# Source material

//! `Inspect` implementations for standard library types.

use std::borrow::Cow;
use std::cell::{Cell, OnceCell};
use std::collections::{BTreeMap, BTreeSet, HashMap, HashSet, VecDeque};
use std::rc::Rc;
use std::sync::{Arc, OnceLock};

use crate::{AsInspect, Complex, Container, Inspect, Kind, Number};

macro_rules! inspect_numbers {
    ($variant:ident as $wide:ty: $($ty:ty),+) => {
        $(
            impl Inspect for $ty {
                fn kind(&self) -> Kind<'_> {
                    Kind::Number(Number::$variant(*self as $wide))
                }
            }
        )+
    };
}

inspect_numbers!(Int as i128: i8, i16, i32, i64, i128, isize);
inspect_numbers!(Uint as u128: u8, u16, u32, u64, u128, usize);

impl Inspect for f32 {
    fn kind(&self) -> Kind<'_> {
        Kind::Number(Number::F32(*self))
    }
}

impl Inspect for f64 {
    fn kind(&self) -> Kind<'_> {
        Kind::Number(Number::F64(*self))
    }
}

impl Inspect for Complex<f32> {
    fn kind(&self) -> Kind<'_> {
        Kind::Number(Number::Complex {
            re: f64::from(self.re),
            im: f64::from(self.im),
        })
    }
}

impl Inspect for Complex<f64> {
    fn kind(&self) -> Kind<'_> {
        Kind::Number(Number::Complex {
            re: self.re,
            im: self.im,
        })
    }
}

macro_rules! inspect_leaves {
    ($($ty:ty),+) => {
        $(
            impl Inspect for $ty {
                fn kind(&self) -> Kind<'_> {
                    Kind::Leaf(self)
                }
            }
        )+
    };
}

inspect_leaves!(bool, char, ());

// ========== Text ==========

impl Inspect for String {
    fn kind(&self) -> Kind<'_> {
        Kind::Container(Container::text(self))
    }
}

impl Inspect for &str {
    fn kind(&self) -> Kind<'_> {
        Kind::Container(Container::text(self))
    }
}

impl Inspect for Cow<'_, str> {
    fn kind(&self) -> Kind<'_> {
        Kind::Container(Container::text(self))
    }
}

// ========== Collections ==========

impl<T> Inspect for Vec<T> {
    fn kind(&self) -> Kind<'_> {
        Kind::Container(Container::sized(self.len()))
    }
}

impl<T> Inspect for VecDeque<T> {
    fn kind(&self) -> Kind<'_> {
        Kind::Container(Container::sized(self.len()))
    }
}

impl<T, const N: usize> Inspect for [T; N] {
    fn kind(&self) -> Kind<'_> {
        Kind::Container(Container::sized(N))
    }
}

impl<T> Inspect for &[T] {
    fn kind(&self) -> Kind<'_> {
        Kind::Container(Container::sized(self.len()))
    }
}

impl<K, V, S> Inspect for HashMap<K, V, S> {
    fn kind(&self) -> Kind<'_> {
        Kind::Container(Container::sized(self.len()))
    }
}

impl<K, V> Inspect for BTreeMap<K, V> {
    fn kind(&self) -> Kind<'_> {
        Kind::Container(Container::sized(self.len()))
    }
}

impl<T, S> Inspect for HashSet<T, S> {
    fn kind(&self) -> Kind<'_> {
        Kind::Container(Container::sized(self.len()))
    }
}

impl<T> Inspect for BTreeSet<T> {
    fn kind(&self) -> Kind<'_> {
        Kind::Container(Container::sized(self.len()))
    }
}

// ========== Indirection ==========

impl<T: AsInspect + ?Sized> Inspect for &T {
    fn kind(&self) -> Kind<'_> {
        Kind::Pointer(T::as_inspect(self))
    }
}

impl<T: AsInspect + ?Sized> Inspect for Box<T> {
    fn kind(&self) -> Kind<'_> {
        Kind::Pointer(T::as_inspect(self))
    }
}

impl<T: AsInspect + ?Sized> Inspect for Rc<T> {
    fn kind(&self) -> Kind<'_> {
        Kind::Pointer(T::as_inspect(self))
    }
}

impl<T: AsInspect + ?Sized> Inspect for Arc<T> {
    fn kind(&self) -> Kind<'_> {
        Kind::Pointer(T::as_inspect(self))
    }
}

impl<T: Inspect> Inspect for Option<T> {
    fn kind(&self) -> Kind<'_> {
        Kind::Optional(self.as_ref().map(|value| value as &dyn Inspect))
    }
}

impl<T: Inspect> Inspect for OnceCell<T> {
    fn kind(&self) -> Kind<'_> {
        Kind::Optional(self.get().map(|value| value as &dyn Inspect))
    }
}

impl<T: Inspect> Inspect for OnceLock<T> {
    fn kind(&self) -> Kind<'_> {
        Kind::Optional(self.get().map(|value| value as &dyn Inspect))
    }
}

impl<T: AsInspect + ?Sized> Inspect for Cell<Option<&T>> {
    fn kind(&self) -> Kind<'_> {
        Kind::Optional(self.get().map(T::as_inspect))
    }
}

# What you will do
Set down, exactly as they stand above, the lines starting with the line with "impl Inspect for Complex<f64>" and going on through the line with "impl<K, V, S>", and no others.

# Response area
impl Inspect for Complex<f64> {
    fn kind(&self) -> Kind<'_> {
        Kind::Number(Number::Complex {
            re: self.re,
            im: self.im,
        })
    }
}

macro_rules! inspect_leaves {
    ($($ty:ty),+) => {
        $(
            impl Inspect for $ty {
                fn kind(&self) -> Kind<'_> {
                    Kind::Leaf(self)
                }
            }
        )+
    };
}

inspect_leaves!(bool, char, ());

// ========== Text ==========

impl Inspect for String {
    fn kind(&self) -> Kind<'_> {
        Kind::Container(Container::text(self))
    }
}

impl Inspect for &str {
    fn kind(&self) -> Kind<'_> {
        Kind::Container(Container::text(self))
    }
}

impl Inspect for Cow<'_, str> {
    fn kind(&self) -> Kind<'_> {
        Kind::Container(Container::text(self))
    }
}

// ========== Collections ==========

impl<T> Inspect for Vec<T> {
    fn kind(&self) -> Kind<'_> {
        Kind::Container(Container::sized(self.len()))
    }
}

impl<T> Inspect for VecDeque<T> {
    fn kind(&self) -> Kind<'_> {
        Kind::Container(Container::sized(self.len()))
    }
}

impl<T, const N: usize> Inspect for [T; N] {
    fn kind(&self) -> Kind<'_> {
        Kind::Container(Container::sized(N))
    }
}

impl<T> Inspect for &[T] {
    fn kind(&self) -> Kind<'_> {
        Kind::Container(Container::sized(self.len()))
    }
}

impl<K, V, S> Inspect for HashMap<K, V, S> {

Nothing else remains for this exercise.